(Collected data entries)

________

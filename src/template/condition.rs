// ABOUTME: Evaluation of step `if` guard conditions against a job context
// ABOUTME: Supports `lhs == rhs`, `lhs != rhs` and bare boolean-like values only

use super::error::{Result, TemplateError};
use super::resolver;
use super::Variables;

#[derive(Debug, Clone, Copy, PartialEq, Eq)]
enum Comparison {
    Equal,
    NotEqual,
}

/// Resolve the templates in a guard condition and evaluate it.
pub fn evaluate(condition: &str, variables: &Variables) -> Result<bool> {
    match split_comparison(condition)? {
        Some((lhs, comparison, rhs)) => {
            let lhs = resolver::resolve(lhs, variables)?;
            let rhs = resolver::resolve(rhs, variables)?;
            let equal = unquote(lhs.trim()) == unquote(rhs.trim());
            Ok(match comparison {
                Comparison::Equal => equal,
                Comparison::NotEqual => !equal,
            })
        }
        None => {
            let value = resolver::resolve(condition, variables)?;
            truthiness(unquote(value.trim())).ok_or_else(|| TemplateError::InvalidCondition {
                condition: condition.to_string(),
                reason: format!("'{}' is not a boolean value", value.trim()),
            })
        }
    }
}

fn split_comparison(condition: &str) -> Result<Option<(&str, Comparison, &str)>> {
    let equal = condition.find("==");
    let not_equal = condition.find("!=");

    let (position, comparison) = match (equal, not_equal) {
        (None, None) => return Ok(None),
        (Some(position), None) => (position, Comparison::Equal),
        (None, Some(position)) => (position, Comparison::NotEqual),
        (Some(_), Some(_)) => {
            return Err(TemplateError::InvalidCondition {
                condition: condition.to_string(),
                reason: "only one comparison operator is allowed".to_string(),
            })
        }
    };

    let lhs = &condition[..position];
    let rhs = &condition[position + 2..];
    if rhs.contains("==") || rhs.contains("!=") {
        return Err(TemplateError::InvalidCondition {
            condition: condition.to_string(),
            reason: "only one comparison operator is allowed".to_string(),
        });
    }
    if lhs.trim().is_empty() || rhs.trim().is_empty() {
        return Err(TemplateError::InvalidCondition {
            condition: condition.to_string(),
            reason: "comparison needs a value on both sides".to_string(),
        });
    }

    Ok(Some((lhs, comparison, rhs)))
}

fn unquote(text: &str) -> &str {
    for quote in ['"', '\''] {
        if text.len() >= 2 && text.starts_with(quote) && text.ends_with(quote) {
            return &text[1..text.len() - 1];
        }
    }
    text
}

fn truthiness(text: &str) -> Option<bool> {
    match text.to_ascii_lowercase().as_str() {
        "true" | "yes" | "1" => Some(true),
        "false" | "no" | "0" | "" => Some(false),
        _ => None,
    }
}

________

:: PROBLEM DESCRIPTION ::
An exact reproduction of all the entries above is the expected answer.

:: SOLUTION FOR THIS EXERCISE ::
filename src/template/condition.rs
// ABOUTME: Evaluation of step `if` guard conditions against a job context
// ABOUTME: Supports `lhs == rhs`, `lhs != rhs` and bare boolean-like values only

use super::error::{Result, TemplateError};
use super::resolver;
use super::Variables;

#[derive(Debug, Clone, Copy, PartialEq, Eq)]
enum Comparison {
    Equal,
    NotEqual,
}

/// Resolve the templates in a guard condition and evaluate it.
pub fn evaluate(condition: &str, variables: &Variables) -> Result<bool> {
    match split_comparison(condition)? {
        Some((lhs, comparison, rhs)) => {
            let lhs = resolver::resolve(lhs, variables)?;
            let rhs = resolver::resolve(rhs, variables)?;
            let equal = unquote(lhs.trim()) == unquote(rhs.trim());
            Ok(match comparison {
                Comparison::Equal => equal,
                Comparison::NotEqual => !equal,
            })
        }
        None => {
            let value = resolver::resolve(condition, variables)?;
            truthiness(unquote(value.trim())).ok_or_else(|| TemplateError::InvalidCondition {
                condition: condition.to_string(),
                reason: format!("'{}' is not a boolean value", value.trim()),
            })
        }
    }
}

fn split_comparison(condition: &str) -> Result<Option<(&str, Comparison, &str)>> {
    let equal = condition.find("==");
    let not_equal = condition.find("!=");

    let (position, comparison) = match (equal, not_equal) {
        (None, None) => return Ok(None),
        (Some(position), None) => (position, Comparison::Equal),
        (None, Some(position)) => (position, Comparison::NotEqual),
        (Some(_), Some(_)) => {
            return Err(TemplateError::InvalidCondition {
                condition: condition.to_string(),
                reason: "only one comparison operator is allowed".to_string(),
            })
        }
    };

    let lhs = &condition[..position];
    let rhs = &condition[position + 2..];
    if rhs.contains("==") || rhs.contains("!=") {
        return Err(TemplateError::InvalidCondition {
            condition: condition.to_string(),
            reason: "only one comparison operator is allowed".to_string(),
        });
    }
    if lhs.trim().is_empty() || rhs.trim().is_empty() {
        return Err(TemplateError::InvalidCondition {
            condition: condition.to_string(),
            reason: "comparison needs a value on both sides".to_string(),
        });
    }

    Ok(Some((lhs, comparison, rhs)))
}

fn unquote(text: &str) -> &str {
    for quote in ['"', '\''] {
        if text.len() >= 2 && text.starts_with(quote) && text.ends_with(quote) {
            return &text[1..text.len() - 1];
        }
    }
    text
}

fn truthiness(text: &str) -> Option<bool> {
    match text.to_ascii_lowercase().as_str() {
        "true" | "yes" | "1" => Some(true),
        "false" | "no" | "0" | "" => Some(false),
        _ => None,
    }
}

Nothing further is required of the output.